For more links go to Stalking Resources and the Stalking Resource Center


McCann, J.T. (2000). Stalking in children and adolescents: The primitive bond. Washington: APA Books.

Meloy, J. R. (1998). The psychology of stalking: Clinical and forensic perspectives. New York: Academic Press.

Pathe, M. (2002). Surviving stalking. Cambridge: Cambridge University Press.


Ami said...

A restraining order is just a piece of paper. And a paper trail isn't of much comfort when the stalker actually kills or maims the victim.

There is nothing on the list about self defense. If one does not wish to learn how to use and carry a weapon, self defense classes and training are very important.

That 10 minutes from the time you call the police to the time they show up can mean your death.

Dr. Deb said...

There is a self defense tip. Maybe you missed it. Carrying a weapon is very controversial. Could be used against you, but I personally like to carry one. Creating a paper trail *is* very important. It is not a deterrent, but an evidentiary measure.

Wanda's Wings said...

Some very good advise.

Lily said...

Very good tips!

Hopefully Facebook doesn't count, because if it did, I'd be in trouble ;)

Deb said...

How scary. I have been the victim of this twice in my life and it's very unnerving. Great tips...thank you.

onelongjourney said...

So have you ever been the victim of being stalked by a patient?

I wonder how much intrusion is stalking - googling? facebook actually encourages - or at least enables - stalking.

I doubt I'm the only one who has googled her therapist. :)

tracy said...

i'm a stalker....wait! No i'm not... a very SAD patient who just got f i r e d by her Psychiatrist/therapist and has thoughts of driving past his what end....?
The end has already happened. :*(

Richard said...

Thank you for the polite act of following me. Appreciate it. Will be reading more of you since I'm starting taking Lexapro now.

purple cupcakes said...

Having had someone stalk me on my blog for quite a few years it can be pretty darn scary, i hope no one has to go throguh the feelings that are associated with stalking because they can be pretty messy.

STAG said...

Facebook makes me feel the same as if I was standing naked in the middle of a shopping mall. VERY uncomfortable.

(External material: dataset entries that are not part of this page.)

//! [`Command`] for removing a [`Car`] from listing.

use common::operations::{
    By, Commit, Lock, Select, Transact, Transacted, Update,
};
use derive_more::{Display, Error, From};
use tracerr::Traced;

#[cfg(doc)]
use crate::domain::Booking;
use crate::{
    domain::{car, user, Car},
    infra::{database, Database},
    Service,
};

use super::Command;

/// [`Command`] for removing a [`Car`] from listing by its owner.
///
/// The [`Car`] itself is kept, so its [`Booking`]s history stays intact, but
/// it can't be found or booked anymore.
#[derive(Clone, Copy, Debug)]
pub struct DeleteCar {
    /// ID of the [`Car`] to be removed.
    pub car_id: car::Id,

    /// ID of the [`User`] removing the [`Car`].
    ///
    /// [`User`]: crate::domain::User
    pub by: user::Id,
}

impl<Db> Command<DeleteCar> for Service<Db>
where
    Db: Database<Transact, Err = Traced<database::Error>>,
    Transacted<Db>: Database<
            Lock<By<Car, car::Id>>,
            Ok = (),
            Err = Traced<database::Error>,
        > + Database<
            Select<By<Option<Car>, car::Id>>,
            Ok = Option<Car>,
            Err = Traced<database::Error>,
        > + Database<Update<Car>, Err = Traced<database::Error>>
        + Database<Commit, Err = Traced<database::Error>>,
{
    type Ok = ();
    type Err = Traced<ExecutionError>;

    async fn execute(&self, cmd: DeleteCar) -> Result<Self::Ok, Self::Err> {
        use ExecutionError as E;

        let DeleteCar { car_id, by } = cmd;

        let tx = self
            .database()
            .execute(Transact)
            .await
            .map_err(tracerr::map_from_and_wrap!(=> E))?;

        // Avoid concurrent actions upon the same `Car`.
        tx.execute(Lock(By::new(car_id)))
            .await
            .map_err(tracerr::map_from_and_wrap!(=> E))?;

        let mut car = tx
            .execute(Select(By::<Option<Car>, _>::new(car_id)))
            .await
            .map_err(tracerr::map_from_and_wrap!(=> E))?
            .filter(Car::is_listed)
            .ok_or(E::CarNotExists(car_id))
            .map_err(tracerr::wrap!())?;
        if !car.is_owned_by(by) {
            return Err(tracerr::new!(E::NotAuthorized(by)));
        }

        car.unlist();
        tx.execute(Update(car))
            .await
            .map_err(tracerr::map_from_and_wrap!(=> E))
            .map(drop)?;
        tx.execute(Commit)
            .await
            .map_err(tracerr::map_from_and_wrap!(=> E))
            .map(drop)?;

        tracing::info!(car.id = %car_id, "`Car` removed from listing");

        Ok(())
    }
}

/// Error of [`DeleteCar`] [`Command`] execution.
#[derive(Debug, Display, Error, From)]
pub enum ExecutionError {
    /// [`Car`] doesn't exist.
    #[display("`Car(id: {_0})` does not exist")]
    #[from(ignore)]
    CarNotExists(#[error(not(source))] car::Id),

    /// [`Database`] error.
    #[display("`Database` operation failed: {_0}")]
    Db(database::Error),

    /// [`User`] doesn't own the [`Car`].
    ///
    /// [`User`]: crate::domain::User
    #[display("`User(id: {_0})` is not the owner of the `Car`")]
    #[from(ignore)]
    NotAuthorized(#[error(not(source))] user::Id),
}

#[cfg(test)]
mod spec {
    use crate::{domain::user, infra::database::mock::fixture, Command as _};

    use super::{DeleteCar, ExecutionError};

    #[tokio::test]
    async fn unlists_car() {
        let svc = fixture::service();
        let db = svc.database().clone();
        let owner = fixture::user(&db, "owner", user::Role::Owner, None);
        let car = fixture::car(&db, &owner, 2000);
        let cmd = DeleteCar {
            car_id: car.id,
            by: owner.id,
        };

        svc.execute(cmd).await.unwrap();

        let stored = db.state().cars[&car.id].clone();
        assert!(!stored.is_listed());
        assert!(!stored.is_available);

        let err = svc.execute(cmd).await.unwrap_err();
        assert!(
            matches!(err.as_ref(), ExecutionError::CarNotExists(_)),
            "{err}",
        );
    }

    #[tokio::test]
    async fn forbids_strangers() {
        let svc = fixture::service();
        let db = svc.database().clone();
        let owner = fixture::user(&db, "owner", user::Role::Owner, None);
        let other = fixture::user(&db, "other", user::Role::Owner, None);
        let car = fixture::car(&db, &owner, 2000);

        let err = svc
            .execute(DeleteCar {
                car_id: car.id,
                by: other.id,
            })
            .await
            .unwrap_err();

        assert!(
            matches!(err.as_ref(), ExecutionError::NotAuthorized(_)),
            "{err}",
        );
        assert!(db.state().cars[&car.id].is_listed());
    }
}
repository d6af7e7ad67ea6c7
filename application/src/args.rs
//! [`Args`] definitions.

use clap::Parser;

/// Server of the car rental booking platform.
#[derive(Debug, Parser)]
#[command(version, about, long_about = None)]
pub struct Args {
    /// Path to the TOML configuration file.
    ///
    /// The file is optional, so defaults and environment variables are used
    /// when it's absent.
    #[arg(short, long, default_value = "config.toml")]
    pub config: String,
}

impl Args {
    /// Parses command line arguments.
    ///
    /// # Errors
    ///
    /// Errors if failed to parse command line arguments.
    pub fn parse() -> Result<Self, clap::Error> {
        <Self as Parser>::try_parse()
    }
}
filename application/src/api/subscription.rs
//! GraphQL [`Subscription`]s definitions.

use common::DateTime;
use futures::{
    stream::{self, BoxStream},
    FutureExt as _, StreamExt as _,
};
use juniper::graphql_subscription;

use crate::{context, Context, Error};

/// Root of all GraphQL subscription.
#[derive(Clone, Copy, Debug)]
pub struct Subscription;

#[graphql_subscription(context = Context)]
impl Subscription {
    /// Subscription waiting for the current authenticated session to expire.
    ///
    /// # Errors
    ///
    /// Possible error codes:
    /// - `AUTHORIZATION_REQUIRED` - if the current session is not
    ///                              authenticated or session expired.
    pub async fn wait_session(
        &self,
        ctx: &Context,
    ) -> Result<BoxStream<'static, Result<bool, Error>>, Error> {
        let session = ctx.current_session().await?;
        let timeout = session.expires_at - DateTime::now();
        Ok(stream::once(
            tokio::time::sleep(timeout).map(|()| {
                Err(context::AuthError::AuthorizationRequired.into())
            }),
        )
        .boxed())
    }
}
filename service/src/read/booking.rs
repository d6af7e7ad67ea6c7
//! [`Booking`]-related read definitions.

use derive_more::{From, Into};

use crate::domain::{user, Booking};
#[cfg(doc)]
use crate::domain::User;

/// Party of [`Booking`]s a [`User`] takes part in.
#[derive(Clone, Copy, Debug, Eq, Hash, PartialEq)]
pub enum Party {
    /// [`User`] renting the booked car.
    Renter(user::Id),

    /// [`User`] owning the booked car.
    Owner(user::Id),
}

impl Party {
    /// Indicates whether the provided [`Booking`] is made by this [`Party`].
    #[must_use]
    pub fn takes_part_in(&self, booking: &Booking) -> bool {
        match *self {
            Self::Renter(id) => booking.user_id == id,
            Self::Owner(id) => booking.owner_id == id,
        }
    }
}

/// Number of [`Booking`]s still having to be fulfilled.
#[derive(Clone, Copy, Debug, Default, Eq, From, Hash, Into, PartialEq)]
pub struct ActiveCount(i64);

impl ActiveCount {
    /// Indicates whether there are no active [`Booking`]s at all.
    #[must_use]
    pub fn is_zero(self) -> bool {
        self.0 == 0
    }
}
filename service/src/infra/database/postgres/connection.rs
//! [`Connection`] definitions.

use std::{fmt, future::Future};

use futures::{FutureExt as _, TryFutureExt as _};
use ouroboros::self_referencing;
use tokio_postgres::{types::ToSql, Row, ToStatement};
use tracerr::Traced;

use crate::infra::database::{self, postgres};

pub use deadpool_postgres::{
    Client as NonTx, CreatePoolError as PoolCreationError, Pool, PoolError,
};
pub use tokio_postgres::Error;

/// Transactional Postgres database [`Connection`].
#[self_referencing]
pub struct Tx {
    /// [`NonTx`] [`Connection`] the transaction was started from.
    non_tx: NonTx,

    /// Transaction started in the [`Connection`].
    #[borrows(mut non_tx)]
    #[not_covariant]
    tx: Option<deadpool_postgres::Transaction<'this>>,
}

impl fmt::Debug for Tx {
    fn fmt(&self, f: &mut fmt::Formatter<'_>) -> fmt::Result {
        f.debug_struct("Tx")
            .field("tx", self.tx())
            .finish_non_exhaustive()
    }
}

impl Tx {
    /// Returns the underlying [`Transaction`] of this [`Tx`] connection.
    ///
    /// [`Transaction`]: deadpool_postgres::Transaction
    fn tx(&self) -> &deadpool_postgres::Transaction<'_> {
        self.with_tx(|tx| tx.as_ref().expect("already committed"))
    }

    /// Creates a new [`Tx`] from the provided [`NonTx`] [`Connection`].
    ///
    /// # Errors
    ///
    /// If failed to create a new [`Tx`] from the provided [`NonTx`].
    pub async fn from_non_tx(
        client: NonTx,
    ) -> Result<Tx, Traced<database::Error>> {
        Tx::try_new_async_send(client, |c| c.transaction().map_ok(Some).boxed())
            .await
            .map_err(tracerr::from_and_wrap!(=> postgres::Error))
            .map_err(tracerr::map_from)
    }

    /// Commits this [`Tx`].
    ///
    /// # Errors
    ///
    /// If failed to commit this [`Tx`].
    #[expect(clippy::missing_panics_doc, reason = "infallible")]
    pub async fn commit(mut self) -> Result<(), Traced<database::Error>> {
        #[expect(
            clippy::redundant_closure_for_method_calls,
            reason = "different variance, see \
                      https://doc.rust-lang.org/nomicon/subtyping.html#variance"
        )]
        self.with_tx_mut(|tx| tx.take())
            .expect("already committed")
            .commit()
            .await
            .map_err(tracerr::from_and_wrap!(=> postgres::Error))
            .map_err(tracerr::map_from)
    }
}

/// Generic database connection.
pub trait Connection {
    /// Queries the provided statement with the given parameters and returns the
    /// resulting rows.
    ///
    /// # Errors
    ///
    /// If failed to query the statement.
    fn query<T>(
        &self,
        stmt: &T,
        params: &[&(dyn ToSql + Sync)],
    ) -> impl Future<Output = Result<Vec<Row>, Traced<database::Error>>>
    where
        T: ToStatement + ?Sized;

    /// Queries the provided statement with the given parameters and returns the
    /// optional resulting row.
    ///
    /// # Errors
    ///
    /// If failed to query the statement.
    fn query_opt<T>(
        &self,
        stmt: &T,
        params: &[&(dyn ToSql + Sync)],
    ) -> impl Future<Output = Result<Option<Row>, Traced<database::Error>>>
    where
        T: ToStatement + ?Sized;

    /// Executes the provided statement with the given parameters and returns
    /// the number of affected rows.
    ///
    /// # Errors
    ///
    /// If failed to execute the statement.
    fn exec<T>(
        &self,
        stmt: &T,
        params: &[&(dyn ToSql + Sync)],
    ) -> impl Future<Output = Result<u64, Traced<database::Error>>>
    where
        T: ToStatement + ?Sized;
}

impl Connection for NonTx {
    async fn query<T>(
        &self,
        stmt: &T,
        params: &[&(dyn ToSql + Sync)],
    ) -> Result<Vec<Row>, Traced<database::Error>>
    where
        T: ToStatement + ?Sized,
    {
        (**self)
            .query(stmt, params)
            .await
            .map_err(tracerr::from_and_wrap!(=> postgres::Error))
            .map_err(tracerr::map_from)
    }

    async fn query_opt<T>(
        &self,
        stmt: &T,
        params: &[&(dyn ToSql + Sync)],
    ) -> Result<Option<Row>, Traced<database::Error>>
    where
        T: ToStatement + ?Sized,
    {
        (**self)
            .query_opt(stmt, params)
            .await
            .map_err(tracerr::from_and_wrap!(=> postgres::Error))
            .map_err(tracerr::map_from)
    }

    async fn exec<T>(
        &self,
        stmt: &T,
        params: &[&(dyn ToSql + Sync)],
    ) -> Result<u64, Traced<database::Error>>
    where
        T: ToStatement + ?Sized,
    {
        (**self)
            .execute(stmt, params)
            .await
            .map_err(tracerr::from_and_wrap!(=> postgres::Error))
            .map_err(tracerr::map_from)
    }
}

impl Connection for Tx {
    async fn query<T>(
        &self,
        stmt: &T,
        params: &[&(dyn ToSql + Sync)],
    ) -> Result<Vec<Row>, Traced<database::Error>>
    where
        T: ToStatement + ?Sized,
    {
        self.tx()
            .query(stmt, params)
            .await
            .map_err(tracerr::from_and_wrap!(=> postgres::Error))
            .map_err(tracerr::map_from)
    }

    async fn query_opt<T>(
        &self,
        stmt: &T,
        params: &[&(dyn ToSql + Sync)],
    ) -> Result<Option<Row>, Traced<database::Error>>
    where
        T: ToStatement + ?Sized,
    {
        self.tx()
            .query_opt(stmt, params)
            .await
            .map_err(tracerr::from_and_wrap!(=> postgres::Error))
            .map_err(tracerr::map_from)
    }

    async fn exec<T>(
        &self,
        stmt: &T,
        params: &[&(dyn ToSql + Sync)],
    ) -> Result<u64, Traced<database::Error>>
    where
        T: ToStatement + ?Sized,
    {
        self.tx()
            .execute(stmt, params)
            .await
            .map_err(tracerr::from_and_wrap!(=> postgres::Error))
            .map_err(tracerr::map_from)
    }
}
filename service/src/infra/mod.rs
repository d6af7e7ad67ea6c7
//! Infrastructure layer.

pub mod database;

pub use self::database::Database;
#[cfg(feature = "postgres")]
pub use self::database::{postgres, Postgres};
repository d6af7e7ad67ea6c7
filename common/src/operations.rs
//! Abstract operations.

use std::marker::PhantomData;

use crate::Handler;

/// Operation to insert a value.
#[derive(Clone, Copy, Debug)]
pub struct Insert<T>(pub T);

/// Operation to update a value.
#[derive(Clone, Copy, Debug)]
pub struct Update<T>(pub T);

/// Operation to delete a value.
#[derive(Clone, Copy, Debug)]
pub struct Delete<T>(pub T);

/// Operation to select a value.
#[derive(Clone, Copy, Debug)]
pub struct Select<T>(pub T);

/// Operation to lock a value.
#[derive(Clone, Copy, Debug)]
pub struct Lock<T>(pub T);

/// Operation to transact a value.
#[derive(Clone, Copy, Debug)]
pub struct Transact;

/// [`Transact`]ed value.
pub type Transacted<T> = <T as Handler<Transact>>::Ok;

/// Operation to commiting a value.
#[derive(Clone, Copy, Debug)]
pub struct Commit;

/// Selector of `W` by `B`.
#[derive(Clone, Copy, Debug)]
pub struct By<W, B> {
    /// Type of the value to select.
    _what: PhantomData<W>,

    /// Value to select by.
    by: B,
}

impl<W, B> By<W, B> {
    /// Creates a new [`By`] with the given value.
    #[must_use]
    pub fn new(by: B) -> Self {
        Self {
            _what: PhantomData,
            by,
        }
    }

    /// Consumes this [`By`] and returns the inner value.
    #[must_use]
    pub fn into_inner(self) -> B {
        self.by
    }
}
//! [`Command`] for deleting a [`User`] account.

use common::operations::{
    By, Commit, Delete, Lock, Select, Transact, Transacted,
};
use derive_more::{Display, Error, From};
use tracerr::Traced;

use crate::{
    domain::{user, Booking, Car, Testimonial, User},
    infra::{database, Database},
    read::booking::{ActiveCount, Party},
    Service,
};

use super::Command;

/// [`Command`] for deleting a [`User`] account along with its [`Car`]s, its
/// [`Testimonial`]s and all the [`Booking`]s it takes part in.
///
/// Refused while any of these [`Booking`]s is still active. Either everything
/// is deleted, or nothing is.
#[derive(Clone, Copy, Debug, From)]
pub struct DeleteUser {
    /// ID of the [`User`] to be deleted.
    pub user_id: user::Id,
}

impl<Db> Command<DeleteUser> for Service<Db>
where
    Db: Database<Transact, Err = Traced<database::Error>>,
    Transacted<Db>: Database<
            Lock<By<User, user::Id>>,
            Ok = (),
            Err = Traced<database::Error>,
        > + Database<
            Select<By<Option<User>, user::Id>>,
            Ok = Option<User>,
            Err = Traced<database::Error>,
        > + Database<
            Select<By<ActiveCount, Party>>,
            Ok = ActiveCount,
            Err = Traced<database::Error>,
        > + Database<
            Delete<By<Vec<Booking>, Party>>,
            Err = Traced<database::Error>,
        > + Database<
            Delete<By<Vec<Car>, user::Id>>,
            Err = Traced<database::Error>,
        > + Database<
            Delete<By<Vec<Testimonial>, user::Id>>,
            Err = Traced<database::Error>,
        > + Database<Delete<By<User, user::Id>>, Err = Traced<database::Error>>
        + Database<Commit, Err = Traced<database::Error>>,
{
    type Ok = ();
    type Err = Traced<ExecutionError>;

    async fn execute(&self, cmd: DeleteUser) -> Result<Self::Ok, Self::Err> {
        use ExecutionError as E;

        let DeleteUser { user_id } = cmd;

        let tx = self
            .database()
            .execute(Transact)
            .await
            .map_err(tracerr::map_from_and_wrap!(=> E))?;

        // Avoid concurrent actions upon the same `User`.
        tx.execute(Lock(By::new(user_id)))
            .await
            .map_err(tracerr::map_from_and_wrap!(=> E))?;

        let user = tx
            .execute(Select(By::<Option<User>, _>::new(user_id)))
            .await
            .map_err(tracerr::map_from_and_wrap!(=> E))?
            .ok_or(E::UserNotExists(user_id))
            .map_err(tracerr::wrap!())?;

        if user.is_owner() {
            let active = tx
                .execute(Select(By::<ActiveCount, _>::new(Party::Owner(
                    user_id,
                ))))
                .await
                .map_err(tracerr::map_from_and_wrap!(=> E))?;
            if !active.is_zero() {
                return Err(tracerr::new!(E::ActiveBookingsAsOwner(user_id)));
            }
        }

        let active = tx
            .execute(Select(By::<ActiveCount, _>::new(Party::Renter(user_id))))
            .await
            .map_err(tracerr::map_from_and_wrap!(=> E))?;
        if !active.is_zero() {
            return Err(tracerr::new!(E::ActiveBookingsAsRenter(user_id)));
        }

        for party in [Party::Renter(user_id), Party::Owner(user_id)] {
            tx.execute(Delete(By::<Vec<Booking>, _>::new(party)))
                .await
                .map_err(tracerr::map_from_and_wrap!(=> E))
                .map(drop)?;
        }
        tx.execute(Delete(By::<Vec<Car>, _>::new(user_id)))
            .await
            .map_err(tracerr::map_from_and_wrap!(=> E))
            .map(drop)?;
        tx.execute(Delete(By::<Vec<Testimonial>, _>::new(user_id)))
            .await
            .map_err(tracerr::map_from_and_wrap!(=> E))
            .map(drop)?;
        tx.execute(Delete(By::<User, _>::new(user_id)))
            .await
            .map_err(tracerr::map_from_and_wrap!(=> E))
            .map(drop)?;

        tx.execute(Commit)
            .await
            .map_err(tracerr::map_from_and_wrap!(=> E))
            .map(drop)?;

        tracing::info!(user.id = %user.id, "`User` account deleted");

        Ok(())
    }
}

/// Error of [`DeleteUser`] [`Command`] execution.
#[derive(Debug, Display, Error, From)]
pub enum ExecutionError {
    /// [`Car`]s of the [`User`] have [`Booking`]s to be fulfilled.
    #[display("`User(id: {_0})` has active `Booking`s of its `Car`s")]
    #[from(ignore)]
    ActiveBookingsAsOwner(#[error(not(source))] user::Id),

    /// [`User`] has [`Booking`]s to be fulfilled.
    #[display("`User(id: {_0})` has active `Booking`s")]
    #[from(ignore)]
    ActiveBookingsAsRenter(#[error(not(source))] user::Id),

    /// [`Database`] error.
    #[display("`Database` operation failed: {_0}")]
    Db(database::Error),

    /// [`User`] doesn't exist.
    #[display("`User(id: {_0})` does not exist")]
    #[from(ignore)]
    UserNotExists(#[error(not(source))] user::Id),
}

#[cfg(test)]
mod spec {
    use common::{money::Currency, DateTime, Money};

    use crate::{
        domain::{
            booking::{self, Contact, PaymentMethod, Status},
            user, Booking, Car, User,
        },
        infra::database::mock::{fixture, Mock},
        Command as _,
    };

    use super::{DeleteUser, ExecutionError};

    fn book(db: &Mock, renter: &User, car: &Car, status: Status) -> Booking {
        let booking = Booking {
            id: booking::Id::new(),
            car_id: car.id,
            user_id: renter.id,
            owner_id: car.owner_id.unwrap(),
            period: fixture::days(3, 5),
            status,
            price: Money::new(2000, Currency::Php),
            payment_method: PaymentMethod::Cash,
            customer_contact: Contact::not_provided(),
            owner_contact: Contact::not_provided(),
            created_at: DateTime::now().coerce(),
            updated_at: DateTime::now().coerce(),
        };
        drop(db.state().bookings.insert(booking.id, booking.clone()));
        booking
    }

    #[tokio::test]
    async fn deletes_everything_related() {
        let svc = fixture::service();
        let db = svc.database().clone();
        let owner = fixture::user(&db, "owner", user::Role::Owner, None);
        let renter = fixture::user(&db, "renter", user::Role::User, None);
        let other = fixture::user(&db, "other", user::Role::Owner, None);
        let own_car = fixture::car(&db, &owner, 1500);
        let other_car = fixture::car(&db, &other, 1500);
        drop(book(&db, &renter, &own_car, Status::Completed));
        drop(book(&db, &owner, &other_car, Status::Cancelled));
        let unrelated = book(&db, &renter, &other_car, Status::Pending);
        let own_review = fixture::testimonial(&db, owner.id);
        let other_review = fixture::testimonial(&db, other.id);

        svc.execute(DeleteUser { user_id: owner.id }).await.unwrap();

        let state = db.state();
        assert!(!state.users.contains_key(&owner.id));
        assert!(!state.cars.contains_key(&own_car.id));
        assert!(state.cars.contains_key(&other_car.id));
        assert_eq!(state.bookings.len(), 1);
        assert!(state.bookings.contains_key(&unrelated.id));
        assert!(!state.testimonials.contains_key(&own_review.id));
        assert!(state.testimonials.contains_key(&other_review.id));
    }

    #[tokio::test]
    async fn aborts_on_active_bookings_as_owner() {
        let svc = fixture::service();
        let db = svc.database().clone();
        let owner = fixture::user(&db, "owner", user::Role::Owner, None);
        let renter = fixture::user(&db, "renter", user::Role::User, None);
        let car = fixture::car(&db, &owner, 1500);
        drop(book(&db, &renter, &car, Status::Confirmed));

        let err = svc
            .execute(DeleteUser { user_id: owner.id })
            .await
            .unwrap_err();

        assert!(
            matches!(err.as_ref(), ExecutionError::ActiveBookingsAsOwner(_)),
            "{err}",
        );
        let state = db.state();
        assert!(state.users.contains_key(&owner.id));
        assert!(state.cars.contains_key(&car.id));
        assert_eq!(state.bookings.len(), 1);
    }

    #[tokio::test]
    async fn aborts_on_active_bookings_as_renter() {
        let svc = fixture::service();
        let db = svc.database().clone();
        let owner = fixture::user(&db, "owner", user::Role::Owner, None);
        let renter = fixture::user(&db, "renter", user::Role::User, None);
        let car = fixture::car(&db, &owner, 1500);
        drop(book(&db, &renter, &car, Status::Pending));

        let err = svc
            .execute(DeleteUser { user_id: renter.id })
            .await
            .unwrap_err();

        assert!(
            matches!(err.as_ref(), ExecutionError::ActiveBookingsAsRenter(_)),
            "{err}",
        );
        assert!(db.state().users.contains_key(&renter.id));
        assert_eq!(db.state().bookings.len(), 1);
    }
}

Self defense will not help anybody fight off an attack. Not without many thousands of hours of practice. However what self defense classes WILL do for you is show you how to be alert to situations, how to be confident, and to radiate confidence, when to know when to run, when to stand your ground and so forth. (Like the Kenny Rogers song..."Got to Know when to hold, know when to fold em". All of which are most definite survival traits.

I'm not quite sure the ex-girlfriend who could not let go classifies as a stalker. There might be "grades" of stalker, and possibly different motives. This post deserves a LOT of thought and development.

thank you!

Jade said...

Very interesting Deb, and is something I have noticed in the schools I work in.

Hope life is treating you well!

Belizegial said...

Dr. Deb, very informative post here. Much food for thought from the comments generated as well.

truenorth said...

Hi Deb. I've not been here in awhile. This post hits close to home for me since my now ex husband currently continues these behaviours. Ugh. I was just thinking about you the other day and am glad I stopped by.